Supplied material: Begin

//! Software frame transform
//!
//! Rotates and scales the captured RGBA frame into the padded output
//! canvas, then converts it to the encoder's pixel format. YUV output uses
//! BT.601 limited-range coefficients with 2x2 averaged chroma.

use crate::capture::{Frame, PixelFormat};
use crate::pipeline::{ColorFormat, PipelineConfig, RenderStrategy, Rotation};

use super::FrameGeometry;

const BLACK: [u8; 4] = [0, 0, 0, 255];

/// Encoder input format for a configuration
pub fn output_format(config: &PipelineConfig) -> PixelFormat {
    match (config.strategy, config.color_format) {
        (RenderStrategy::YuvSemiPlanar, _) => PixelFormat::Nv12,
        (RenderStrategy::YuvPlanar, _) => PixelFormat::I420,
        (_, ColorFormat::Bgra) => PixelFormat::Bgra,
        (_, ColorFormat::Rgba) => PixelFormat::Rgba,
    }
}

/// Rotation + scale + padding + colour conversion, fixed for the whole recording
pub struct Transform {
    geometry: FrameGeometry,
    format: PixelFormat,
    canvas: Frame,
}

impl Transform {
    pub fn new(geometry: FrameGeometry, format: PixelFormat) -> Self {
        Self {
            geometry,
            format,
            canvas: Frame::new(geometry.video_width, geometry.video_height, PixelFormat::Rgba),
        }
    }

    pub fn format(&self) -> PixelFormat {
        self.format
    }

    pub fn geometry(&self) -> &FrameGeometry {
        &self.geometry
    }

    /// Allocate an output frame matching this transform
    pub fn output_frame(&self) -> Frame {
        Frame::new(self.geometry.video_width, self.geometry.video_height, self.format)
    }

    /// Transform an RGBA capture into `dst`
    pub fn apply(&mut self, src: &Frame, dst: &mut Frame) {
        self.compose(src);

        if dst.width != self.canvas.width
            || dst.height != self.canvas.height
            || dst.format != self.format
        {
            *dst = self.output_frame();
        }

        match self.format {
            PixelFormat::Rgba => dst.data.copy_from_slice(&self.canvas.data),
            PixelFormat::Bgra => {
                for (out, px) in dst.data.chunks_exact_mut(4).zip(self.canvas.data.chunks_exact(4)) {
                    out.copy_from_slice(&[px[2], px[1], px[0], px[3]]);
                }
            }
            PixelFormat::Nv12 => rgba_to_yuv420(&self.canvas, &mut dst.data, true),
            PixelFormat::I420 => rgba_to_yuv420(&self.canvas, &mut dst.data, false),
        }
    }

    /// Draw the rotated, scaled capture into the black padded canvas
    fn compose(&mut self, src: &Frame) {
        for px in self.canvas.data.chunks_exact_mut(4) {
            px.copy_from_slice(&BLACK);
        }
        if src.width == 0 || src.height == 0 {
            return;
        }

        let g = &self.geometry;
        let (ox, oy) = g.content_offset();
        let (rw, rh) = if g.rotation.is_quarter_turn() {
            (u64::from(src.height), u64::from(src.width))
        } else {
            (u64::from(src.width), u64::from(src.height))
        };
        let (cw, ch) = (u64::from(g.content_width), u64::from(g.content_height));
        let (sw, sh) = (src.width, src.height);

        for y in 0..g.content_height {
            let ry = (u64::from(y) * rh / ch) as u32;
            for x in 0..g.content_width {
                let rx = (u64::from(x) * rw / cw) as u32;
                let (sx, sy) = match g.rotation {
                    Rotation::Deg0 => (rx, ry),
                    Rotation::Deg90 => (ry, sh - 1 - rx),
                    Rotation::Deg180 => (sw - 1 - rx, sh - 1 - ry),
                    Rotation::Deg270 => (sw - 1 - ry, rx),
                };
                self.canvas.set_pixel(ox + x, oy + y, src.pixel(sx, sy));
            }
        }
    }
}

fn luma(p: [u8; 4]) -> u8 {
    let (r, g, b) = (i32::from(p[0]), i32::from(p[1]), i32::from(p[2]));
    (((66 * r + 129 * g + 25 * b + 128) >> 8) + 16) as u8
}

fn chroma(r: i32, g: i32, b: i32) -> (u8, u8) {
    let u = ((-38 * r - 74 * g + 112 * b + 128) >> 8) + 128;
    let v = ((112 * r - 94 * g - 18 * b + 128) >> 8) + 128;
    (u.clamp(0, 255) as u8, v.clamp(0, 255) as u8)
}

/// Convert an RGBA frame to NV12 (`interleaved`) or I420
fn rgba_to_yuv420(src: &Frame, dst: &mut [u8], interleaved: bool) {
    let (w, h) = (src.width as usize, src.height as usize);
    let (cw, ch) = (w.div_ceil(2), h.div_ceil(2));
    let (y_plane, chroma_planes) = dst.split_at_mut(w * h);

    for y in 0..h {
        for x in 0..w {
            y_plane[y * w + x] = luma(src.pixel(x as u32, y as u32));
        }
    }

    for cy in 0..ch {
        for cx in 0..cw {
            let (mut r, mut g, mut b, mut n) = (0i32, 0i32, 0i32, 0i32);
            for y in (cy * 2)..(cy * 2 + 2).min(h) {
                for x in (cx * 2)..(cx * 2 + 2).min(w) {
                    let p = src.pixel(x as u32, y as u32);
                    r += i32::from(p[0]);
                    g += i32::from(p[1]);
                    b += i32::from(p[2]);
                    n += 1;
                }
            }
            let (u, v) = chroma(r / n, g / n, b / n);
            let i = cy * cw + cx;
            if interleaved {
                chroma_planes[i * 2] = u;
                chroma_planes[i * 2 + 1] = v;
            } else {
                chroma_planes[i] = u;
                chroma_planes[cw * ch + i] = v;
            }
        }
    }
}
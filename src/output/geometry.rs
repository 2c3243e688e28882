//! Output frame geometry
//!
//! Works out the encoded frame size from the display size and the
//! requested rotation, resolution and padding.

use tracing::{info, warn};

use crate::pipeline::{PipelineConfig, Rotation};

/// Resolved sizes for one recording
#[derive(Debug, Clone, Copy, PartialEq, Eq)]
pub struct FrameGeometry {
    /// Captured display size
    pub source_width: u32,
    pub source_height: u32,
    /// Rotation applied to the captured content
    pub rotation: Rotation,
    /// Size of the (rotated, scaled) display content inside the frame
    pub content_width: u32,
    pub content_height: u32,
    /// Encoded frame size, content plus padding
    pub video_width: u32,
    pub video_height: u32,
}

impl FrameGeometry {
    /// Resolve the geometry for a display of `source_width` x `source_height`
    pub fn resolve(source_width: u32, source_height: u32, config: &PipelineConfig) -> Self {
        let mut rotation = config.rotation;
        let (mut width, mut height) = if rotation.is_quarter_turn() {
            (source_height, source_width)
        } else {
            (source_width, source_height)
        };

        if !config.allow_vertical_frames && height > width {
            rotation = rotation.then(Rotation::Deg90);
            std::mem::swap(&mut width, &mut height);
            info!("Vertical frames not allowed, rotating to {}", rotation.degrees());
        }

        let (content_width, content_height) = if config.width > 0 && config.height > 0 {
            (even_dimension(config.width), even_dimension(config.height))
        } else {
            (even_dimension(width), even_dimension(height))
        };

        Self {
            source_width,
            source_height,
            rotation,
            content_width,
            content_height,
            video_width: even_dimension(content_width.saturating_add(config.padding_width)),
            video_height: even_dimension(content_height.saturating_add(config.padding_height)),
        }
    }

    /// Top-left corner of the content inside the padded frame
    pub fn content_offset(&self) -> (u32, u32) {
        (
            (self.video_width - self.content_width) / 2,
            (self.video_height - self.content_height) / 2,
        )
    }

    /// Size of the captured content after rotation, before scaling
    pub fn rotated_source(&self) -> (u32, u32) {
        if self.rotation.is_quarter_turn() {
            (self.source_height, self.source_width)
        } else {
            (self.source_width, self.source_height)
        }
    }
}

/// Largest frame side any encoder here accepts
const MAX_DIMENSION: u32 = 16_384;

/// Clamp to [`MAX_DIMENSION`] and round up to even (required by 4:2:0 encoders)
fn even_dimension(v: u32) -> u32 {
    if v > MAX_DIMENSION {
        warn!("Frame side {} exceeds {}, clamping", v, MAX_DIMENSION);
        return MAX_DIMENSION;
    }
    v + v % 2
}
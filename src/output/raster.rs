//! Render contexts for the GPU-composited backend
//!
//! A [`RenderContext`] owns the display connection and the encoder-backed
//! window surface. It draws each captured frame through a [`ShaderProgram`]
//! and hands the finished surface to the encoder on `swap_buffers`.

use std::time::Duration;

use crate::capture::{Frame, PixelFormat};
use crate::encoder::{EncoderError, EncoderSink};
use crate::pipeline::{exit, ColorFormat, PipelineConfig, RenderStrategy};

use super::FrameGeometry;

/// Errors raised by a render context
#[derive(Debug, thiserror::Error)]
pub enum RasterError {
    #[error("display connection failed: {0}")]
    Connection(String),

    #[error("window surface unavailable: {0}")]
    Surface(String),

    #[error("shader program {name} rejected: {reason}")]
    Program { name: &'static str, reason: String },

    #[error("render context not ready: {0}")]
    NotReady(&'static str),

    #[error("render failed: {0}")]
    Render(String),

    #[error(transparent)]
    Encoder(#[from] EncoderError),
}

impl RasterError {
    pub fn exit_code(&self) -> i32 {
        match self {
            RasterError::Connection(_) => exit::DISPLAY_CONNECTION_FAILED,
            RasterError::Surface(_) => exit::CAPTURE_SURFACE_FAILED,
            RasterError::Program { .. } | RasterError::NotReady(_) | RasterError::Render(_) => {
                exit::RENDER_FAILED
            }
            RasterError::Encoder(e) => e.exit_code(),
        }
    }
}

/// Vertex stage and every fragment stage, one entry point per transform
const COMPOSE_SHADER: &str = include_str!("compose.wgsl");

/// A vertex/fragment program pair and the surface format it renders
#[derive(Debug, Clone, Copy, PartialEq, Eq)]
pub struct ShaderProgram {
    pub name: &'static str,
    /// WGSL module holding both entry points
    pub source: &'static str,
    pub vertex_entry: &'static str,
    pub fragment_entry: &'static str,
    pub output_format: PixelFormat,
}

impl ShaderProgram {
    /// Pick the program for a configuration. Fixed for the whole recording.
    pub fn for_config(config: &PipelineConfig) -> Self {
        let (name, fragment_entry, output_format) = match (config.strategy, config.color_format) {
            (_, ColorFormat::Bgra) => ("swapped", "fs_swapped", PixelFormat::Bgra),
            (RenderStrategy::GpuExternalTexture, _) => ("external", "fs_external", PixelFormat::Rgba),
            _ => ("identity", "fs_identity", PixelFormat::Rgba),
        };
        Self {
            name,
            source: COMPOSE_SHADER,
            vertex_entry: "vs_main",
            fragment_entry,
            output_format,
        }
    }
}

/// Trait for GPU render contexts
pub trait RenderContext: Send {
    /// Open the display connection
    fn connect(&mut self) -> Result<(), RasterError>;

    /// Create the window surface the encoder consumes
    fn create_window_surface(&mut self, width: u32, height: u32) -> Result<(), RasterError>;

    /// Compile and bind the program used for every following draw
    fn use_program(&mut self, program: &ShaderProgram, geometry: FrameGeometry) -> Result<(), RasterError>;

    /// Draw one captured RGBA frame into the surface
    fn draw(&mut self, input: &Frame) -> Result<(), RasterError>;

    /// Present the surface to the encoder with the given timestamp
    fn swap_buffers(&mut self, sink: &mut dyn EncoderSink, pts: Duration) -> Result<(), RasterError>;

    fn destroy_surface(&mut self);

    fn disconnect(&mut self);
}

Supplied material: End

What you have to do: Quote exactly the first line of the entries and every line after it, stopping with the line that contains "(RenderStrategy::YuvPlanar, _) =>".

Result of the exercise:
//! Software frame transform
//!
//! Rotates and scales the captured RGBA frame into the padded output
//! canvas, then converts it to the encoder's pixel format. YUV output uses
//! BT.601 limited-range coefficients with 2x2 averaged chroma.

use crate::capture::{Frame, PixelFormat};
use crate::pipeline::{ColorFormat, PipelineConfig, RenderStrategy, Rotation};

use super::FrameGeometry;

const BLACK: [u8; 4] = [0, 0, 0, 255];

/// Encoder input format for a configuration
pub fn output_format(config: &PipelineConfig) -> PixelFormat {
    match (config.strategy, config.color_format) {
        (RenderStrategy::YuvSemiPlanar, _) => PixelFormat::Nv12,
        (RenderStrategy::YuvPlanar, _) => PixelFormat::I420,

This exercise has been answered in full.